湖畔的草地之上,卻見兩匹黑色駿馬正疊合在一起,我禁不住笑了起來,酈姬看清它們在做什麼的時候,禁不住羞紅了面龐,輕聲啐道:「真是一頭浪蹄子,居然跑到這裡會情人來著!」我咬住她的耳珠道:「你有沒有想……」酈姬氣得在我腿上捏了一把:「壞蛋,你居然將我比作那頭畜生。

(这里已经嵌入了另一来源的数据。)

impl<P: TriggerPattern> Decoder<P> {
    /// Builds a decoder around a custom pattern.
    ///
    /// # Errors
    ///
    /// Returns the violated invariant when `config` is invalid.
    pub fn with_pattern(config: TriggerConfig, pattern: P) -> Result<Self, ConfigError> {
        config.validate()?;
        Ok(Self::from_parts(config, pattern))
    }

    const fn from_parts(config: TriggerConfig, pattern: P) -> Self {
        Self {
            config,
            pattern,
            state: DecoderState::new(),
            telemetry: DecoderTelemetry::new(),
        }
    }

    #[must_use]
    pub const fn config(&self) -> &TriggerConfig {
        &self.config
    }

    #[must_use]
    pub const fn pattern(&self) -> &P {
        &self.pattern
    }

    #[must_use]
    pub const fn state(&self) -> &DecoderState {
        &self.state
    }

    #[must_use]
    pub const fn telemetry(&self) -> &DecoderTelemetry {
        &self.telemetry
    }

    /// Copies the state together with the calculator settings.
    #[must_use]
    pub const fn snapshot(&self) -> DecoderSnapshot {
        DecoderSnapshot::new(self.state, &self.config)
    }

    #[must_use]
    pub const fn sync_status(&self) -> SyncStatus {
        self.state.sync_status
    }

    #[must_use]
    pub const fn sync_loss_count(&self) -> u16 {
        self.state.sync_loss_count
    }

    #[must_use]
    pub const fn revolution_count(&self) -> u32 {
        self.state.revolution_count
    }

    #[must_use]
    pub const fn rpm(&self) -> u16 {
        rpm_from_revolution_time(self.state.revolution_time_micros)
    }

    #[must_use]
    pub fn crank_angle(&self, now: TimestampMicros) -> i32 {
        self.snapshot().crank_angle(now)
    }

    /// Handles one primary (crank) edge.
    pub fn on_tooth_edge(&mut self, timestamp: TimestampMicros) -> ToothOutcome {
        if !self.state.history.has_tooth() {
            self.state.history.record_tooth(timestamp);
            self.update_stall_interval();
            return ToothOutcome::Accepted(ToothVerdict::Tooth);
        }

        let interval = timestamp.wrapping_sub(self.state.history.last_tooth_time);
        let Some(verdict) =
            self.pattern
                .classify(interval, self.state.tooth_width_micros, self.state.tooth_index)
        else {
            return ToothOutcome::Filtered;
        };

        if self.completes_early_tooth(interval) {
            self.merge_early_tooth(timestamp);
            self.update_stall_interval();
            return ToothOutcome::Accepted(ToothVerdict::Anomaly);
        }

        if verdict == ToothVerdict::Anomaly
            && self.state.sync_status.is_synced()
            && self.pattern.is_early_edge(
                interval,
                self.state.tooth_width_micros,
                self.state.tooth_index,
            )
        {
            // Extra pulse: the last real tooth stays the timing reference.
            self.on_extra_pulse(timestamp);
            return ToothOutcome::Accepted(verdict);
        }

        self.state.history.record_tooth(timestamp);
        self.state.width_before_last_tooth = 0;
        match verdict {
            ToothVerdict::Tooth => self.on_regular_tooth(interval),
            ToothVerdict::MissingToothGap => self.on_gap(interval, timestamp),
            ToothVerdict::Anomaly => self.on_anomaly(interval, timestamp),
        }

        if self.state.sync_status.is_synced() {
            self.update_revolution_time(interval);
        }
        self.update_stall_interval();
        ToothOutcome::Accepted(verdict)
    }

    /// Handles one secondary (cam) edge.
    ///
    /// In sequential mode the edge marks the first revolution of the cycle and
    /// promotes half sync to full sync.
    pub fn on_secondary_tooth_edge(&mut self, timestamp: TimestampMicros) -> ToothOutcome {
        if let Some(previous) = self.state.last_secondary_time
            && timestamp.wrapping_sub(previous) < self.config.noise_filter_ticks
        {
            return ToothOutcome::Filtered;
        }
        self.state.last_secondary_time = Some(timestamp);

        if !self.config.max_crank_angle.is_sequential() || !self.state.sync_status.is_synced() {
            return ToothOutcome::CamReference;
        }

        self.state.cycle_phase = CyclePhase::First;
        self.state.revolutions_since_cam = 0;
        if self.state.sync_status == SyncStatus::HalfSync {
            self.state.sync_status = SyncStatus::FullSync;
            self.telemetry
                .record(DecoderEvent::SyncPromoted, timestamp);
        }
        ToothOutcome::CamReference
    }

    /// Polling-side stall check; resets the decoder when the crank stopped.
    pub fn tick(&mut self, now: TimestampMicros) -> Option<DecoderEvent> {
        if !StallMonitor::is_stalled(&self.state, now) {
            return None;
        }

        let previous = self.state.sync_status;
        warn!(
            "trigger: stall after {}us without a tooth",
            now.wrapping_sub(self.state.history.last_tooth_time)
        );
        self.force_reset();
        let event = DecoderEvent::Stalled { previous };
        self.telemetry.record(event, now);
        Some(event)
    }

    /// Caller-initiated reset (engine stopped); same effect as a stall.
    pub fn reset_decoder(&mut self, now: TimestampMicros) {
        self.force_reset();
        self.telemetry.record(DecoderEvent::Reset, now);
    }

    fn force_reset(&mut self) {
        let was_synced = self.state.sync_status.is_synced();
        self.state.clear_transient();
        if was_synced {
            self.state.count_sync_loss();
        }
    }

    fn on_regular_tooth(&mut self, interval: u32) {
        let state = &mut self.state;
        state.consecutive_anomalies = 0;
        state.width_before_last_tooth = state.tooth_width_micros;
        state.tooth_width_micros = interval;
        if state.sync_status.is_synced() {
            let index = self.pattern.next_tooth(state.tooth_index);
            self.enter_tooth(index);
        }
    }

    fn on_gap(&mut self, interval: u32, timestamp: TimestampMicros) {
        let state = &mut self.state;
        state.consecutive_anomalies = 0;
        state.tooth_width_micros = interval / self.pattern.interval_pitches(1);
        state.history.record_tooth_one(timestamp);

        let sequential = self.config.max_crank_angle.is_sequential();
        match state.sync_status {
            SyncStatus::Unsynced => {
                state.sync_status = SyncStatus::HalfSync;
                state.revolution_count = 0;
                state.cycle_phase = CyclePhase::First;
                state.revolutions_since_cam = 0;
                self.telemetry
                    .record(DecoderEvent::SyncAcquired, timestamp);
            }
            SyncStatus::HalfSync => {
                state.revolution_count = state.revolution_count.wrapping_add(1);
                state.cycle_phase = state.cycle_phase.toggled();
                state.revolutions_since_cam = state.revolutions_since_cam.saturating_add(1);
                if !sequential && state.clean_revolution {
                    state.sync_status = SyncStatus::FullSync;
                    self.telemetry
                        .record(DecoderEvent::SyncPromoted, timestamp);
                }
            }
            SyncStatus::FullSync => {
                state.revolution_count = state.revolution_count.wrapping_add(1);
                state.cycle_phase = state.cycle_phase.toggled();
                state.revolutions_since_cam = state.revolutions_since_cam.saturating_add(1);
                if sequential && state.revolutions_since_cam > MAX_REVOLUTIONS_WITHOUT_CAM {
                    state.sync_status = SyncStatus::HalfSync;
                    state.count_sync_loss();
                    let sync_loss_count = state.sync_loss_count;
                    self.telemetry
                        .record(DecoderEvent::PhaseLost { sync_loss_count }, timestamp);
                }
            }
        }

        self.state.clean_revolution = true;
        self.enter_tooth(1);
    }

    /// Counts a synced anomaly. Returns `false` when it exceeded the
    /// consecutive limit and sync was dropped.
    fn count_anomaly(&mut self, timestamp: TimestampMicros) -> bool {
        let state = &mut self.state;
        state.count_sync_loss();
        state.consecutive_anomalies = state.consecutive_anomalies.saturating_add(1);
        state.clean_revolution = false;
        state.width_before_last_tooth = 0;
        let sync_loss_count = state.sync_loss_count;
        self.telemetry
            .record(DecoderEvent::PatternAnomaly { sync_loss_count }, timestamp);

        if state.consecutive_anomalies > self.config.max_consecutive_anomalies {
            state.clear_transient();
            state.history.record_tooth(timestamp);
            self.telemetry
                .record(DecoderEvent::SyncDropped { sync_loss_count }, timestamp);
            return false;
        }
        true
    }

    fn on_anomaly(&mut self, interval: u32, timestamp: TimestampMicros) {
        if !self.state.sync_status.is_synced() {
            // Nothing to lose yet; follow the new speed so acquisition can proceed.
            self.state.tooth_width_micros = interval;
            return;
        }
        if !self.count_anomaly(timestamp) {
            return;
        }

        // Missing pulse: skip the slots the interval spans, rounded to whole
        // pitches. Crossing the end of the wheel continues from tooth one; a
        // landing inside the gap is pinned to the last tooth.
        let state = &mut self.state;
        let width = u64::from(state.tooth_width_micros.max(1));
        let pitches = ((2 * u64::from(interval) + width) / (2 * width)).max(1);
        let teeth_present = self.pattern.teeth_present();
        let slots = u64::from(teeth_present) + u64::from(self.pattern.interval_pitches(1)) - 1;
        let target = u64::from(state.tooth_index) + pitches;
        let target = if target > slots { target - slots } else { target };
        let index = u16::try_from(target).map_or(teeth_present, |index| index.min(teeth_present));
        let pitches = u32::try_from(pitches).unwrap_or(u32::MAX);
        state.tooth_index = index;
        state.last_tooth_angle = self.pattern.tooth_angle(index);
        state.current_tooth_angle = self.pattern.pitch_angle().saturating_mul(pitches);
        state.tooth_angle_is_corrected = false;
    }

    fn on_extra_pulse(&mut self, timestamp: TimestampMicros) {
        if self.count_anomaly(timestamp) {
            self.state.tooth_angle_is_corrected = false;
        } else {
            self.update_stall_interval();
        }
    }

    /// Returns `true` when `interval` and the regular tooth before it add up
    /// to one pitch at the width in force before that tooth, which means the
    /// previous edge was an extra pulse landing late in the pitch.
    fn completes_early_tooth(&self, interval: u32) -> bool {
        let state = &self.state;
        let reference = u64::from(state.width_before_last_tooth);
        if reference == 0 || !state.sync_status.is_synced() {
            return false;
        }
        let Some(early) = state.history.last_interval() else {
            return false;
        };
        let early = u64::from(early);
        let combined = early + u64::from(interval);
        8 * early < 7 * reference && 8 * combined.abs_diff(reference) <= reference
    }

    /// Replaces the early edge with `timestamp` as the real tooth at the same index.
    fn merge_early_tooth(&mut self, timestamp: TimestampMicros) {
        if !self.count_anomaly(timestamp) {
            return;
        }
        let state = &mut self.state;
        state.history.replace_last_tooth(timestamp);
        let combined = state.history.last_interval().unwrap_or(0);
        state.tooth_width_micros = combined / self.pattern.interval_pitches(state.tooth_index);
        let index = state.tooth_index;
        self.enter_tooth(index);
        self.update_revolution_time(combined);
    }

    fn enter_tooth(&mut self, index: u16) {
        let state = &mut self.state;
        state.tooth_index = index;
        state.last_tooth_angle = self.pattern.tooth_angle(index);
        state.current_tooth_angle = self.pattern.interval_angle(index);
        state.tooth_angle_is_corrected = true;
    }

    fn update_revolution_time(&mut self, interval: u32) {
        let state = &mut self.state;
        let per_tooth = revolution_time_from_interval(interval, state.current_tooth_angle);
        state.revolution_time_micros = match state.history.tooth_one_interval() {
            Some(revolution) if state.rpm >= self.config.cranking_rpm => revolution,
            _ => per_tooth,
        };
        state.rpm = rpm_from_revolution_time(state.revolution_time_micros);
    }

    fn update_stall_interval(&mut self) {
        let state = &mut self.state;
        let angle = if state.sync_status.is_synced() {
            let upcoming = self
                .pattern
                .interval_angle(self.pattern.next_tooth(state.tooth_index));
            upcoming.max(state.current_tooth_angle)
        } else {
            self.pattern.widest_interval_angle()
        };
        state.max_stall_interval_micros =
            stall_interval_micros(angle, self.config.min_cranking_rpm_for_stall);
    }
}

」
我哈哈大笑起來,兩匹正行好事的駿馬聽到動靜,慌忙分開,望著我這個打擾它們好事的不速之客。
我的笑容突然凝結在臉上,那匹公馬竟然是我當初轉送給焦鎮期的‘黑獅子’,卻不知它怎麼會來到此地?酈姬也認出了它:「咦!它好像你當初的坐騎啊!」我點了點頭,黑獅子顯然認出了我,嘶鳴一聲慢慢的向我跑來,我翻身下馬,卻見它身上到處都是泥汙,看來無人餵養許久,難道它是從燕韓邊境一路跑來的?我輕輕拍了拍它骯髒的鬃毛,低聲道:「看來你吃了不少苦楚,可是來到這裡,應該好好先洗個澡,怎麼想起的第一件事便是勾引良家婦女!」酈姬忍不住笑出聲來。
我解開自己坐騎的韁繩,又拍了拍黑獅子的臀部:「去吧,我不會打擾你們的好事了。」
黑獅子輕聲叫了一聲,帶著那匹母馬向湖邊跑去。